Course passing requirements
- All students are required to actively participate in the classes.
- ~2 homeworks (programming assignments)
- October 4th: Introduction and Warm-up test - let me know what you already know
- October 11th: Answering questions form the Warm-up test, introduction into probability, information, and learning theories.
- October 18th: Beta-Bernouli and Dirichlet-Categorial models
- slides for Beta-Bernouli and Dirichlet-Categorial models by Carl Edward Rasmussen from University of Cambridge
- how to compute expected value of the Beta distribution can be found on YouTube
- web application showing the Beta-Bernouli distribution and many others can be found at RandomServices.com
- October 25th: Modeling document collections, Categorical Mixture models, Expectation-Maximization
- November 1st: Gibbs Sampling, Latent Dirichlet allocation
- November 15th: Assignment - Latent Dirichlet Allocation:
evaluation, document perplexity
- November 22th: Chinese segmentation, Chinese restaurant process
- November 29th:
- December 6th:K-means vs.
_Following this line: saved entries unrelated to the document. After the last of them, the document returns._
//! TOML configuration file support.
//!
//! Settings mirror the original application's config keys:
//!
//! ```toml
//! # specsearch.toml
//! active_db = "/data/catalogues/QUBRICS.hdf5"
//! qubrics_db = true
//! ac_path = "/opt/astrocook/ac_gui"
//!
//! [database]
//! igmspec = "/data/catalogues/IGMspec_DB_v03.1.hdf5"
//! ```

use anyhow::{Context, Result};
use serde::Deserialize;
use std::path::{Path, PathBuf};

/// Root configuration structure for specsearch.toml files.
#[derive(Debug, Default, Clone, Deserialize)]
pub struct Config {
    /// Database file to search when the command line names none.
    pub active_db: Option<PathBuf>,

    /// Whether the active database uses the QUBRICS layout.
    #[serde(default)]
    pub qubrics_db: bool,

    /// External viewer executable invoked over exported FITS files.
    pub ac_path: Option<PathBuf>,

    /// Well-known database locations.
    #[serde(default)]
    pub database: DatabaseConfig,
}

/// Default paths of known databases.
#[derive(Debug, Default, Clone, Deserialize)]
pub struct DatabaseConfig {
    /// Default SpecDB-formatted database (IGMspec).
    pub igmspec: Option<PathBuf>,
}

impl Config {
    /// File looked up in the working directory when `--config` is absent.
    pub const DEFAULT_FILE: &'static str = "specsearch.toml";

    /// Load configuration from a TOML file.
    pub fn from_file(path: &Path) -> Result<Self> {
        let content = std::fs::read_to_string(path)
            .with_context(|| format!("Failed to read config file: {}", path.display()))?;
        Self::from_str(&content)
    }

    /// Parse configuration from a TOML string.
    pub fn from_str(content: &str) -> Result<Self> {
        toml::from_str(content).context("Failed to parse TOML configuration")
    }

    /// Load from an explicit path, from `specsearch.toml` in the working
    /// directory if present, or fall back to defaults.
    pub fn load(explicit: Option<&Path>) -> Result<Self> {
        match explicit {
            Some(path) => Self::from_file(path),
            None => {
                let default = Path::new(Self::DEFAULT_FILE);
                if default.is_file() {
                    Self::from_file(default)
                } else {
                    Ok(Self::default())
                }
            }
        }
    }
}

#[cfg(test)]
mod tests {
    use super::*;

    #[test]
    fn test_parse_config() {
        let toml = r#"
            active_db = "/data/QUBRICS.hdf5"
            qubrics_db = true
            ac_path = "/opt/astrocook/ac_gui"

            [database]
            igmspec = "/data/IGMspec_DB_v03.1.hdf5"
        "#;

        let config = Config::from_str(toml).unwrap();
        assert_eq!(config.active_db, Some(PathBuf::from("/data/QUBRICS.hdf5")));
        assert!(config.qubrics_db);
        assert_eq!(config.ac_path, Some(PathBuf::from("/opt/astrocook/ac_gui")));
        assert_eq!(
            config.database.igmspec,
            Some(PathBuf::from("/data/IGMspec_DB_v03.1.hdf5"))
        );
    }

    #[test]
    fn test_partial_config() {
        let config = Config::from_str("qubrics_db = true").unwrap();
        assert!(config.qubrics_db);
        assert_eq!(config.active_db, None);
        assert_eq!(config.database.igmspec, None);
    }

    #[test]
    fn test_empty_config() {
        let config = Config::from_str("").unwrap();
        assert!(!config.qubrics_db);
        assert_eq!(config.active_db, None);
    }
}
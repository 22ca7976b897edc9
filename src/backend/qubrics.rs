//! Native reader for the QUBRICS HDF5 store layout.
//!
//! Layout: root groups are keyed by the decimal object identifier, each
//! holding one or more exposure groups with 1-D float64 `wave`, `flux` and
//! `error` datasets. A root-level `Metadata` dataset is a 2-D float64
//! table whose rows carry the identifier at column 0 and RA/DEC in decimal
//! degrees at columns 4 and 5.

use std::path::{Path, PathBuf};

use log::debug;

use crate::crossmatch::CatalogEntry;
use crate::spectrum::SpectrumRecord;

use super::BackendError;

const METADATA_DATASET: &str = "Metadata";
const WAVE_DATASET: &str = "wave";
const FLUX_DATASET: &str = "flux";
const ERROR_DATASET: &str = "error";

const QID_COLUMN: usize = 0;
const RA_COLUMN: usize = 4;
const DEC_COLUMN: usize = 5;

/// An open QUBRICS-formatted HDF5 store.
pub struct QubricsStore {
    file: hdf5::File,
    path: PathBuf,
}

impl QubricsStore {
    /// Open the store read-only.
    pub fn open(path: &Path) -> Result<Self, BackendError> {
        let file = hdf5::File::open(path)?;
        Ok(Self {
            file,
            path: path.to_path_buf(),
        })
    }

    /// Path the store was opened from.
    pub fn path(&self) -> &Path {
        &self.path
    }

    /// Read the metadata table into catalog entries, in table order. These
    /// are the candidates for the linear cross-match.
    pub fn catalog(&self) -> Result<Vec<CatalogEntry>, BackendError> {
        let dataset = self
            .file
            .dataset(METADATA_DATASET)
            .map_err(|_| BackendError::MissingDataset(METADATA_DATASET.to_string()))?;

        let shape = dataset.shape();
        let (rows, cols) = match shape.as_slice() {
            [rows, cols] => (*rows, *cols),
            _ => return Err(BackendError::MalformedMetadata(0, DEC_COLUMN + 1)),
        };
        if cols <= DEC_COLUMN {
            return Err(BackendError::MalformedMetadata(cols, DEC_COLUMN + 1));
        }

        let flat = dataset.read_raw::<f64>()?;
        let mut entries = Vec::with_capacity(rows);
        for row in flat.chunks_exact(cols) {
            entries.push(CatalogEntry {
                // Identifiers are integral by construction in the catalog.
                qid: row[QID_COLUMN] as u64,
                ra_deg: row[RA_COLUMN],
                dec_deg: row[DEC_COLUMN],
            });
        }
        Ok(entries)
    }

    /// All spectra (sub-exposures) stored under an identifier.
    ///
    /// An identifier absent from the store is a lookup miss: zero spectra,
    /// not an error.
    pub fn spectra_for_qid(&self, qid: u64) -> Result<Vec<SpectrumRecord>, BackendError> {
        let group = match self.file.group(&qid.to_string()) {
            Ok(group) => group,
            Err(_) => {
                debug!("qid {qid} not present in {}", self.path.display());
                return Ok(Vec::new());
            }
        };

        let mut spectra = Vec::new();
        for name in group.member_names()? {
            let exposure = group.group(&name)?;
            let wave = read_column(&exposure, WAVE_DATASET)?;
            let flux = read_column(&exposure, FLUX_DATASET)?;
            let err = read_column(&exposure, ERROR_DATASET)?;
            spectra.push(SpectrumRecord::new(wave, flux, err)?);
        }
        debug!("loaded {} exposure(s) for qid {qid}", spectra.len());
        Ok(spectra)
    }
}

fn read_column(exposure: &hdf5::Group, name: &str) -> Result<Vec<f64>, BackendError> {
    let dataset = exposure
        .dataset(name)
        .map_err(|_| BackendError::MissingDataset(name.to_string()))?;
    Ok(dataset.read_raw::<f64>()?)
}
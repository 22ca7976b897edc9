//! FITS export of matched spectra and external viewer invocation.
//!
//! Each spectrum becomes one FITS file holding a three-column binary table
//! (`wave`, `flux`, `err`, all double precision). Files land in a freshly
//! created temporary directory by default, or in a caller-supplied
//! directory, where existing files of the same name are overwritten
//! silently. Afterwards an external viewer can be spawned over the
//! written paths.

use std::path::{Path, PathBuf};
use std::process::Command;

use fitsio::tables::{ColumnDataType, ColumnDescription};
use fitsio::FitsFile;
use log::{info, warn};

use crate::spectrum::{MatchResult, SpectrumRecord};

/// Extension HDU name of the spectrum table.
pub const TABLE_NAME: &str = "SPECTRUM";

/// An export or viewer-launch failure.
#[derive(Debug, thiserror::Error)]
pub enum ExportError {
    /// FITS write/read failure.
    #[error("FITS error: {0}")]
    Fits(#[from] fitsio::errors::Error),

    /// Filesystem failure around the output directory.
    #[error("I/O error: {0}")]
    Io(#[from] std::io::Error),

    /// The viewer process could not be spawned.
    #[error("failed to launch viewer {0}: {1}")]
    Viewer(PathBuf, std::io::Error),
}

/// Write one spectrum as a three-column binary table at `path`,
/// overwriting any existing file.
pub fn write_spectrum(record: &SpectrumRecord, path: &Path) -> Result<(), ExportError> {
    let mut fits = FitsFile::create(path).overwrite().open()?;

    let columns = [
        ColumnDescription::new("wave")
            .with_type(ColumnDataType::Double)
            .create()?,
        ColumnDescription::new("flux")
            .with_type(ColumnDataType::Double)
            .create()?,
        ColumnDescription::new("err")
            .with_type(ColumnDataType::Double)
            .create()?,
    ];

    let hdu = fits.create_table(TABLE_NAME, &columns)?;
    let hdu = hdu.write_col(&mut fits, "wave", record.wave())?;
    let hdu = hdu.write_col(&mut fits, "flux", record.flux())?;
    hdu.write_col(&mut fits, "err", record.err())?;
    Ok(())
}

/// Export every spectrum of a result to `dir` (a fresh temporary directory
/// when `None`), as `spec_<n>.fits` in match order. Returns the written
/// paths.
///
/// The default directory is created per export and kept on disk so the
/// viewer can read it; successive exports therefore never collide. A reused
/// caller-supplied directory overwrites on name conflict by design.
pub fn export_all(result: &MatchResult, dir: Option<&Path>) -> Result<Vec<PathBuf>, ExportError> {
    let dir = match dir {
        Some(dir) => {
            std::fs::create_dir_all(dir)?;
            dir.to_path_buf()
        }
        None => tempfile::Builder::new()
            .prefix("specsearch-")
            .tempdir()?
            .into_path(),
    };

    let mut paths = Vec::with_capacity(result.count());
    for (n, record) in result.records().iter().enumerate() {
        let path = dir.join(format!("spec_{n}.fits"));
        write_spectrum(record, &path)?;
        paths.push(path);
    }
    info!("wrote {} FITS file(s) to {}", paths.len(), dir.display());
    Ok(paths)
}

/// Spawn the external viewer over the exported FITS files and wait for it.
///
/// Only spawn success/failure is consumed; a non-zero viewer exit is logged
/// and otherwise ignored.
pub fn open_viewer(viewer: &Path, fits_paths: &[PathBuf]) -> Result<(), ExportError> {
    if fits_paths.is_empty() {
        warn!("nothing to open");
        return Ok(());
    }

    info!("launching {} with {} file(s)", viewer.display(), fits_paths.len());
    let status = Command::new(viewer)
        .args(fits_paths)
        .status()
        .map_err(|e| ExportError::Viewer(viewer.to_path_buf(), e))?;
    if !status.success() {
        warn!("viewer exited with {status}");
    }
    Ok(())
}

/// Export to a fresh temporary directory and open the viewer over the
/// result. The original's one-click "export and open" path.
pub fn write_and_open(result: &MatchResult, viewer: &Path) -> Result<Vec<PathBuf>, ExportError> {
    let paths = export_all(result, None)?;
    open_viewer(viewer, &paths)?;
    Ok(paths)
}

#[cfg(test)]
mod tests {
    use super::*;

    #[test]
    fn test_open_viewer_with_no_files_does_not_spawn() {
        let missing = Path::new("/no/such/viewer");
        assert!(open_viewer(missing, &[]).is_ok());
    }

    #[test]
    fn test_missing_viewer_executable_is_reported() {
        let missing = Path::new("/no/such/viewer");
        let paths = vec![PathBuf::from("spec_0.fits")];
        let err = open_viewer(missing, &paths).unwrap_err();
        assert!(matches!(err, ExportError::Viewer(_, _)));
    }
}
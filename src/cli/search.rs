use anyhow::{bail, Context, Result};
use std::path::PathBuf;

use specsearch::backend::Session;
use specsearch::export;
use specsearch::search::{search_spectra, SearchInput};

use super::{Config, DbArgs};

/// Flags of the `search` subcommand.
pub struct SearchOptions {
    pub ra_hms: String,
    pub dec_dms: String,
    pub ra_deg: String,
    pub dec_deg: String,
    pub qid: String,
    pub radius: String,
    pub export: bool,
    pub out_dir: Option<PathBuf>,
    pub open: bool,
}

/// Run one search and optionally export/open the matched spectra.
pub fn run(db: &DbArgs, config: &Config, opts: SearchOptions) -> Result<()> {
    let (path, flavor) = db.resolve(config)?;

    let mut session = Session::new();
    let input = SearchInput {
        ra_hms: opts.ra_hms,
        dec_dms: opts.dec_dms,
        ra_deg: opts.ra_deg,
        dec_deg: opts.dec_deg,
        qid: opts.qid,
        radius: opts.radius,
    };

    let result = search_spectra(&mut session, &path, flavor, &input)
        .with_context(|| format!("Search in {} failed", path.display()))?;
    println!("Found {} spectra!", result.count());

    let wants_export = opts.export || opts.out_dir.is_some() || opts.open;
    if !wants_export {
        return Ok(());
    }
    if result.is_empty() {
        println!("Nothing to export.");
        return Ok(());
    }

    let paths = export::export_all(&result, opts.out_dir.as_deref())
        .context("FITS export failed")?;
    for path in &paths {
        println!("  wrote {}", path.display());
    }

    if opts.open {
        let Some(viewer) = config.ac_path.as_deref() else {
            bail!("--open requires ac_path in the config");
        };
        export::open_viewer(viewer, &paths).context("Failed to launch viewer")?;
    }
    Ok(())
}
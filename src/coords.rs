//! Sky coordinates and angular separation.
//!
//! A [`SkyCoord`] is an (RA, DEC) pair resolved to decimal degrees. It can
//! be built from decimal degrees directly or from a colon-normalized
//! sexagesimal pair (RA as hour angle, DEC as degrees), which is the form
//! produced by [`crate::input::parse_input`].

use crate::input::ParsedCoords;

/// Arcseconds per degree.
pub const ARCSEC_PER_DEG: f64 = 3600.0;

/// A sexagesimal coordinate string could not be resolved.
#[derive(Debug, Clone, PartialEq, Eq, thiserror::Error)]
pub enum CoordError {
    /// Not three colon-separated components.
    #[error("expected three colon-separated components, got {0:?}")]
    BadComponentCount(String),

    /// A component did not parse as a number.
    #[error("non-numeric sexagesimal component in {0:?}")]
    NonNumericComponent(String),
}

/// A sky position in decimal degrees (ICRS-style RA/DEC pair).
#[derive(Debug, Clone, Copy, PartialEq)]
pub struct SkyCoord {
    ra_deg: f64,
    dec_deg: f64,
}

impl SkyCoord {
    /// Build from decimal degrees.
    pub fn from_degrees(ra_deg: f64, dec_deg: f64) -> Self {
        Self { ra_deg, dec_deg }
    }

    /// Build from a colon-separated sexagesimal pair: RA as "HH:MM:SS"
    /// (hour angle), DEC as "DD:MM:SS".
    ///
    /// A DEC carrying neither '+' nor '-' is treated as positive.
    pub fn from_sexagesimal(ra_hms: &str, dec_dms: &str) -> Result<Self, CoordError> {
        let ra_hours = parse_component(ra_hms)?;
        let dec_deg = parse_component(dec_dms)?;
        Ok(Self {
            ra_deg: ra_hours * 15.0,
            dec_deg,
        })
    }

    /// Resolve a parsed coordinate pair to decimal degrees.
    pub fn from_parsed(coords: &ParsedCoords) -> Result<Self, CoordError> {
        match coords {
            ParsedCoords::Sexagesimal { ra, dec } => Self::from_sexagesimal(ra, dec),
            ParsedCoords::Decimal { ra, dec } => Ok(Self::from_degrees(*ra, *dec)),
        }
    }

    /// Right ascension in degrees.
    pub fn ra_deg(&self) -> f64 {
        self.ra_deg
    }

    /// Declination in degrees.
    pub fn dec_deg(&self) -> f64 {
        self.dec_deg
    }

    /// Great-circle separation to `other`, in arcseconds.
    ///
    /// Uses the Vincenty formula, which stays accurate at the small angles
    /// cross-matching cares about (where the plain spherical law of cosines
    /// loses precision).
    pub fn separation_arcsec(&self, other: &SkyCoord) -> f64 {
        let ra1 = self.ra_deg.to_radians();
        let dec1 = self.dec_deg.to_radians();
        let ra2 = other.ra_deg.to_radians();
        let dec2 = other.dec_deg.to_radians();
        let dra = ra2 - ra1;

        let num = ((dec2.cos() * dra.sin()).powi(2)
            + (dec1.cos() * dec2.sin() - dec1.sin() * dec2.cos() * dra.cos()).powi(2))
        .sqrt();
        let den = dec1.sin() * dec2.sin() + dec1.cos() * dec2.cos() * dra.cos();

        num.atan2(den).to_degrees() * ARCSEC_PER_DEG
    }
}

/// Parse one "A:B:C" sexagesimal component into a signed decimal value.
///
/// The sign, read from the leading character (absent means positive),
/// applies to the value as a whole.
fn parse_component(value: &str) -> Result<f64, CoordError> {
    let trimmed = value.trim();
    let (sign, rest) = match trimmed.strip_prefix('-') {
        Some(rest) => (-1.0, rest),
        None => (1.0, trimmed.strip_prefix('+').unwrap_or(trimmed)),
    };

    let parts: Vec<&str> = rest.split(':').collect();
    if parts.len() != 3 {
        return Err(CoordError::BadComponentCount(value.to_string()));
    }

    let mut fields = [0.0f64; 3];
    for (slot, part) in fields.iter_mut().zip(&parts) {
        *slot = part
            .trim()
            .parse()
            .map_err(|_| CoordError::NonNumericComponent(value.to_string()))?;
    }

    Ok(sign * (fields[0] + fields[1] / 60.0 + fields[2] / 3600.0))
}
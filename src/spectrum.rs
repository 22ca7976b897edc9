//! In-memory spectral records and search results.

use std::fmt;

/// Physical unit attached to a spectral column.
#[derive(Debug, Clone, Copy, PartialEq, Eq)]
pub enum Unit {
    /// Wavelength in angstrom.
    Angstrom,
    /// Unitless flux/error values (or uncalibrated instrument units).
    Dimensionless,
}

impl fmt::Display for Unit {
    fn fmt(&self, f: &mut fmt::Formatter<'_>) -> fmt::Result {
        match self {
            Unit::Angstrom => write!(f, "Angstrom"),
            Unit::Dimensionless => write!(f, ""),
        }
    }
}

/// The columns of a would-be spectrum had different lengths.
#[derive(Debug, Clone, PartialEq, Eq, thiserror::Error)]
#[error("column length mismatch: wave {wave}, flux {flux}, err {err}")]
pub struct LengthMismatch {
    /// Length of the wavelength column.
    pub wave: usize,
    /// Length of the flux column.
    pub flux: usize,
    /// Length of the error column.
    pub err: usize,
}

/// A single spectrum: wavelength, flux and error arrays of equal length.
///
/// Wavelengths are in angstrom; flux and error are dimensionless. The
/// equal-length invariant is enforced at construction.
#[derive(Debug, Clone, PartialEq)]
pub struct SpectrumRecord {
    wave: Vec<f64>,
    flux: Vec<f64>,
    err: Vec<f64>,
}

impl SpectrumRecord {
    /// Unit of the wavelength column.
    pub const WAVE_UNIT: Unit = Unit::Angstrom;
    /// Unit of the flux and error columns.
    pub const FLUX_UNIT: Unit = Unit::Dimensionless;

    /// Build a record, checking that all three columns have equal length.
    pub fn new(wave: Vec<f64>, flux: Vec<f64>, err: Vec<f64>) -> Result<Self, LengthMismatch> {
        if wave.len() != flux.len() || wave.len() != err.len() {
            return Err(LengthMismatch {
                wave: wave.len(),
                flux: flux.len(),
                err: err.len(),
            });
        }
        Ok(Self { wave, flux, err })
    }

    /// Wavelength column, angstrom.
    pub fn wave(&self) -> &[f64] {
        &self.wave
    }

    /// Flux column.
    pub fn flux(&self) -> &[f64] {
        &self.flux
    }

    /// Error (sigma) column.
    pub fn err(&self) -> &[f64] {
        &self.err
    }

    /// Number of samples.
    pub fn len(&self) -> usize {
        self.wave.len()
    }

    /// True when the spectrum holds no samples.
    pub fn is_empty(&self) -> bool {
        self.wave.is_empty()
    }
}

/// Ordered list of spectra matched by one search.
///
/// A zero-count result is a valid value, distinct from any error: lookup
/// misses are represented here, never raised.
#[derive(Debug, Clone, Default, PartialEq)]
pub struct MatchResult {
    records: Vec<SpectrumRecord>,
}

impl MatchResult {
    /// The zero-count result.
    pub fn empty() -> Self {
        Self::default()
    }

    /// Wrap an ordered list of records.
    pub fn from_records(records: Vec<SpectrumRecord>) -> Self {
        Self { records }
    }

    /// Number of matched spectra.
    pub fn count(&self) -> usize {
        self.records.len()
    }

    /// True when nothing matched.
    pub fn is_empty(&self) -> bool {
        self.records.is_empty()
    }

    /// Matched spectra, in match order.
    pub fn records(&self) -> &[SpectrumRecord] {
        &self.records
    }

    /// Consume the result, yielding the records.
    pub fn into_records(self) -> Vec<SpectrumRecord> {
        self.records
    }

    /// Append the records of `other`, preserving order. Used when the
    /// spectra of several matched identifiers are concatenated.
    pub fn extend(&mut self, other: Vec<SpectrumRecord>) {
        self.records.extend(other);
    }
}

#[cfg(test)]
mod tests {
    use super::*;

    #[test]
    fn test_equal_length_invariant() {
        assert!(SpectrumRecord::new(vec![1.0, 2.0], vec![3.0, 4.0], vec![0.1, 0.2]).is_ok());
        let err = SpectrumRecord::new(vec![1.0, 2.0], vec![3.0], vec![0.1, 0.2]).unwrap_err();
        assert_eq!(err, LengthMismatch { wave: 2, flux: 1, err: 2 });
    }

    #[test]
    fn test_empty_result_is_a_value() {
        let result = MatchResult::empty();
        assert_eq!(result.count(), 0);
        assert!(result.is_empty());
    }

    #[test]
    fn test_extend_preserves_order() {
        let a = SpectrumRecord::new(vec![1.0], vec![2.0], vec![0.1]).unwrap();
        let b = SpectrumRecord::new(vec![3.0], vec![4.0], vec![0.2]).unwrap();
        let mut result = MatchResult::from_records(vec![a.clone()]);
        result.extend(vec![b.clone()]);
        assert_eq!(result.records(), &[a, b]);
    }
}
Gaussian mixture models
- December 13th: Sampling Methods: Rejection Sampling, Importance Sampling, Metropolis-Hastings Sampling
- see Chapter 11 in the book Christopher Bishop: Pattern Recpgnition and Machine Learning
- December 20th: We will only discuss problems with your homework, you do not need to come.
- January 10th: Final test, homework evaluation, tree structures sampling.